*** Opening of DATA FOR THIS EXERCISE ***
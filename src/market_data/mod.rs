//! Yahoo chart passthrough. The body is forwarded untouched.

use crate::config::ChartConfig;
use anyhow::{Context, Result};
use serde::Serialize;
use std::time::Duration;
use tracing::{debug, warn};
use url::Url;

#[derive(Debug, Clone, Serialize, PartialEq)]
#[serde(rename_all = "camelCase")]
pub struct ChartOutcome {
    pub success: bool,
    pub symbol: String,
    #[serde(skip_serializing_if = "Option::is_none")]
    pub data: Option<serde_json::Value>,
    #[serde(skip_serializing_if = "Option::is_none")]
    pub error: Option<String>,
}

pub struct ChartClient {
    inner: reqwest::Client,
    base_url: String,
}

impl ChartClient {
    pub fn new(config: &ChartConfig) -> Result<Self> {
        let inner = reqwest::Client::builder()
            .user_agent(&config.user_agent)
            .timeout(Duration::from_secs(config.timeout_secs))
            .gzip(true)
            .build()
            .context("Failed to build HTTP client")?;
        Ok(Self { inner, base_url: config.base_url.trim_end_matches('/').to_string() })
    }

    /// `{base}/{name}.{country}` plus whichever of interval/range are non-blank.
    pub fn chart_url(&self, symbol: &str, interval: Option<&str>, range: Option<&str>) -> Result<Url> {
        let mut url = Url::parse(&format!("{}/{}", self.base_url, symbol))
            .with_context(|| format!("Invalid chart URL for {}", symbol))?;
        for (key, value) in [("interval", interval), ("range", range)] {
            if let Some(v) = value.map(str::trim).filter(|v| !v.is_empty()) {
                url.query_pairs_mut().append_pair(key, v);
            }
        }
        Ok(url)
    }

    /// Upstream failures are reported in the outcome, not as `Err`.
    pub async fn fetch(
        &self,
        name: &str,
        country: &str,
        interval: Option<&str>,
        range: Option<&str>,
    ) -> ChartOutcome {
        let symbol = format!("{}.{}", name, country);
        match self.get_json(&symbol, interval, range).await {
            Ok(data) => ChartOutcome { success: true, symbol, data: Some(data), error: None },
            Err(e) => {
                warn!("chart {}: {:#}", symbol, e);
                ChartOutcome { success: false, symbol, data: None, error: Some(format!("{:#}", e)) }
            }
        }
    }

    async fn get_json(
        &self,
        symbol: &str,
        interval: Option<&str>,
        range: Option<&str>,
    ) -> Result<serde_json::Value> {
        let url = self.chart_url(symbol, interval, range)?;
        debug!("Fetching url: {}", url);
        let resp = self.inner.get(url).send().await?.error_for_status()?;
        Ok(resp.json::<serde_json::Value>().await?)
    }
}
*** Close of DATA FOR THIS EXERCISE ***
EXERCISE DETAILS. Would you report every line of the entries above containing the word "warn"?

RESPONSE TO THIS TASK.
use tracing::{debug, warn};
                warn!("chart {}: {:#}", symbol, e);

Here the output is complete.